Lots was obviously done in the lead up to the Olympics, two years ago, to make London more accessible and lifts (elevators, if you are American) have been put into the underground platforms at most of the mainline stations and some others.  Central London is still a bit of a blackspot, due to the age of the network.  I have some sympathy with Transport for London (TfL) in this regard - retrofitting lifts to a 150 year old station can't be easy and in some cases the use of escalators means the surface station and the platforms aren't anywhere near each other.  Going Underground has a great post on this - this classic diagram of Bank illustrates it well.  

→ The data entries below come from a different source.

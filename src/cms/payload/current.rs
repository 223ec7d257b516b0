//! Strapi v5 records: flat fields, relations inline.

use crate::content::{Author, Category, Post, resolve_image_url};
use serde::Deserialize;

#[derive(Debug, Deserialize)]
pub struct MediaRecord {
    pub url: String,
}

#[derive(Debug, Deserialize)]
pub struct AuthorRecord {
    pub id: u64,
    pub name: String,
    pub email: Option<String>,
    pub avatar: Option<MediaRecord>,
    pub bio: Option<String>,
}

#[derive(Debug, Deserialize)]
pub struct CategoryRecord {
    pub id: u64,
    pub name: String,
    pub slug: String,
    pub description: Option<String>,
}

#[derive(Debug, Deserialize)]
#[serde(rename_all = "camelCase")]
pub struct PostRecord {
    pub id: u64,
    pub title: String,
    pub slug: String,
    pub content: Option<String>,
    pub excerpt: Option<String>,
    pub cover_image: Option<MediaRecord>,
    pub published_at: String,
    pub updated_at: Option<String>,
    pub author: Option<AuthorRecord>,
    pub category: Option<CategoryRecord>,
    pub tags: Option<Vec<String>>,
}

#[derive(Debug, Deserialize)]
pub struct SlugRecord {
    pub slug: String,
}

fn media_url(base: &str, media: Option<MediaRecord>) -> Option<String> {
    resolve_image_url(base, media.as_ref().map(|m| m.url.as_str()))
}

pub fn normalize_author(base: &str, record: AuthorRecord) -> Author {
    Author {
        id: record.id,
        name: record.name,
        email: record.email,
        avatar: media_url(base, record.avatar),
        bio: record.bio,
    }
}

pub fn normalize_category(record: CategoryRecord) -> Category {
    Category {
        id: record.id,
        name: record.name,
        slug: record.slug,
        description: record.description,
    }
}

pub fn normalize_post(base: &str, record: PostRecord) -> Post {
    Post {
        id: record.id,
        title: record.title,
        slug: record.slug,
        content: record.content.unwrap_or_default(),
        excerpt: record.excerpt,
        cover_image: media_url(base, record.cover_image),
        published_at: record.published_at,
        updated_at: record.updated_at,
        author: record.author.map(|author| normalize_author(base, author)),
        category: record.category.map(normalize_category),
        tags: record.tags,
    }
}

pub fn slug_of(record: SlugRecord) -> String {
    record.slug
}
//! `[build]` section configuration.
//!
//! Output locations for the search index, data snapshots and sitemap.

use super::defaults;
use educe::Educe;
use serde::{Deserialize, Serialize};
use std::path::PathBuf;

/// `[build]` section in wardaya.toml - build output configuration.
///
/// # Example
/// ```toml
/// [build]
/// output = "dist"
/// search_index = "search.json"
/// clean = true
///
/// [build.sitemap]
/// enable = false
/// ```
#[derive(Debug, Clone, Educe, Serialize, Deserialize)]
#[educe(Default)]
#[serde(default, deny_unknown_fields)]
pub struct BuildConfig {
    /// Project root directory (usually set via CLI `--root`).
    #[serde(default = "defaults::build::root")]
    #[educe(Default = defaults::build::root())]
    pub root: Option<PathBuf>,

    /// Build output directory.
    #[serde(default = "defaults::build::output")]
    #[educe(Default = defaults::build::output())]
    pub output: PathBuf,

    /// Search index file, relative to `output`. Also the path the dev
    /// server answers live.
    #[serde(default = "defaults::build::search_index")]
    #[educe(Default = defaults::build::search_index())]
    pub search_index: PathBuf,

    /// Data snapshot directory, relative to `output`.
    #[serde(default = "defaults::build::data")]
    #[educe(Default = defaults::build::data())]
    pub data: PathBuf,

    /// Remove the output directory before each build.
    #[serde(default = "defaults::r#false")]
    #[educe(Default = false)]
    pub clean: bool,

    /// Sitemap generation settings.
    #[serde(default)]
    pub sitemap: SitemapConfig,
}

/// `[build.sitemap]` section.
#[derive(Debug, Clone, Educe, Serialize, Deserialize)]
#[educe(Default)]
#[serde(deny_unknown_fields)]
pub struct SitemapConfig {
    /// Generate `sitemap.xml`.
    #[serde(default = "defaults::r#true")]
    #[educe(Default = true)]
    pub enable: bool,

    /// Sitemap file, relative to `output`.
    #[serde(default = "defaults::build::sitemap::path")]
    #[educe(Default = defaults::build::sitemap::path())]
    pub path: PathBuf,
}

#[cfg(test)]
mod tests {
    use super::super::SiteConfig;
    use std::path::PathBuf;

    #[test]
    fn test_build_config_defaults() {
        let config: SiteConfig = toml::from_str("").unwrap();

        assert_eq!(config.build.output, PathBuf::from("dist"));
        assert_eq!(config.build.search_index, PathBuf::from("search.json"));
        assert_eq!(config.build.data, PathBuf::from("_data"));
        assert!(!config.build.clean);
        assert!(config.build.sitemap.enable);
        assert_eq!(config.build.sitemap.path, PathBuf::from("sitemap.xml"));
    }

    #[test]
    fn test_build_config_custom() {
        let config = r#"
            [build]
            output = "public"
            search_index = "api/search.json"
            clean = true

            [build.sitemap]
            enable = false
            path = "map.xml"
        "#;
        let config: SiteConfig = toml::from_str(config).unwrap();

        assert_eq!(config.build.output, PathBuf::from("public"));
        assert_eq!(config.build.search_index, PathBuf::from("api/search.json"));
        assert!(config.build.clean);
        assert!(!config.build.sitemap.enable);
        assert_eq!(config.build.sitemap.path, PathBuf::from("map.xml"));
    }

    #[test]
    fn test_unknown_field_rejection() {
        let config = r#"
            [build]
            minify = true
        "#;
        let result: Result<SiteConfig, _> = toml::from_str(config);
        assert!(result.is_err());
    }
}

South Kensington is one station I often have call to use, these days, since a trip to London inevitably means a visit to the Science Museum.  We were hoping to also see the Natural History Museum this time, but unfortunately so were several thousand other people and standing in a queue for several hours is not the Small Scottish Boy's idea of fun, nor mine of comfort.  So back to the Science Museum it was.  Now, South Kensington Station is not at all accessible, especially from the Piccadilly Line.  Long banks of escalators and then stairs to street level.  Then to get to the museums, a long subway (for American readers, this means a pedestrian walkway that is under a road or similar, not a train, which is of course the Underground, or Tube) to the museums.  

Luckily, TfL have a solution. Their website has a brilliant journey planner which allows you to plan a route using any of the city's many transport options (including walking and cycling - it even shows the locations of the famous "Boris Bikes" you can hire all over London).  You can customise accessibility options to show routes which avoid stairs, escalators or both and specify your walking speed and maximum walking time and it'll let you save these preferences for future use.  If you don't want to venture underground you can also ask it to use any combination of transport or specify which ones you want to use - you might just want to use the DLR or buses, if going underground is a particular problem.   It takes into account real time closures, delays, etc on the network - we used it on the Sunday when there was a closure on the DLR and it gave details of the replacement bus.  The app works really well on the mobile site (screenshots below) so you can use it on the move - although if you are on the Tube, do put your phone onto airplane mode to stop the battery going flat quickly! 


The solution to the South Kensington problem was to take the Jubilee Line to Green Park and then a bus (there were several options) to just outside the Natural History Museum.  A word of caution - Green Park has lifts but is one of those stations where the platforms are a long walk from the entrance.  Buses might have been better.  

As an aside, the Piccadilly line at South Kensington actually had lifts, once upon a time.  The station was originally built with lifts instead of escalators (as is still the case at Covent Garden and Russell Square) but due to capacity problems (now a massive problem at Covent Garden) the station was converted to escalators in the 70s.  The Abandoned Stations website has details here.  That site is a complete time-sink, by the way.  

A few years ago TfL were looking at redeveloping the station to include lift access to the Circle and District Line, but not the Piccadilly Line or the museum subway.